Restaurant jobs do not function like nine-to-five jobs. The work load for every shift can differ drastically depending on the day of the week, time of day or even season. Under the current system, the top waiters or most senior staff prefer to be assigned the busiest shifts where they have the opportunity to make the most money. Under a salaried system, that dynamic will likely change (although some restaurateurs like Meyer have suggested “revenue sharing” models to keep staff motivated). Whether you work in the kitchen or on the floor as a server, there will be no incentive to work on busy nights anymore if you are paid salary or weekly shift pay.
Amanda Cohen the chef/owner of Dirt Candy was one of the first New York restaurateurs to eliminate tipping.

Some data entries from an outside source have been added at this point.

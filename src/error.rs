use thiserror::Error;

/// Errors raised by the scanning pipeline.
///
/// "No detection" is never an error; it is reported as an incomplete frame.
#[derive(Debug, Error)]
pub enum ScanError {
    #[error("frame unavailable: {0}")]
    InputUnavailable(String),

    #[error("malformed quadrilateral: {0}")]
    MalformedQuad(String),

    #[error("rectification failed: {0}")]
    Rectification(String),

    #[error("precondition violated: {0}")]
    Precondition(String),

    #[error("image error: {0}")]
    Image(#[from] image::ImageError),

    #[error("file I/O error: {0}")]
    Io(#[from] std::io::Error),

    #[error("invalid configuration: {0}")]
    Config(#[from] serde_json::Error),
}

pub type Result<T> = std::result::Result<T, ScanError>;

It is unrealistic to think that eliminating tips will work everywhere. Restaurants like those operated by USHG and Amanda Cohen’s East Village veggie-centric Dirt Candy (one of the first to experiment with eliminating tipping) have a much greater chance to succeed implementing this formula because they are busy. In the case of USHG, their restaurants are established enough that they have pricing power to move to a menu that has the cost of service (er…hospitality) baked in. But what about restaurants who struggle to fill the seats? Will they be able to subsidize a server’s salary while they wait for revenues to catch up? In the nascent years of a restaurant’s fragile development, it may not have enough milky teats to nourish its entire staff at full salary. Shifting the burden for paying servers onto the customer is probably an important reason why the tipping system has outlasted its critics all these years. This is a fact that is conveniently ignored in the tipping debate: When a restaurant is suffering, the FOH eases the financial burden through it’s artificially depressed wages. You don’t hear too many people heralding their sacrifice in the bad times. Yet, you can be sure they will always be villainized when a restaurant flourishes.
This is not a defense of tipping as much as it is a caveat to those who view this action by Danny Meyer as a messianic act. As brave as we think it is, there will be a long learning curve. We agree that tipping is an arcane convention of the restaurant world that deserves revision. We just know that it’s going to take more than a few drafts to get it right.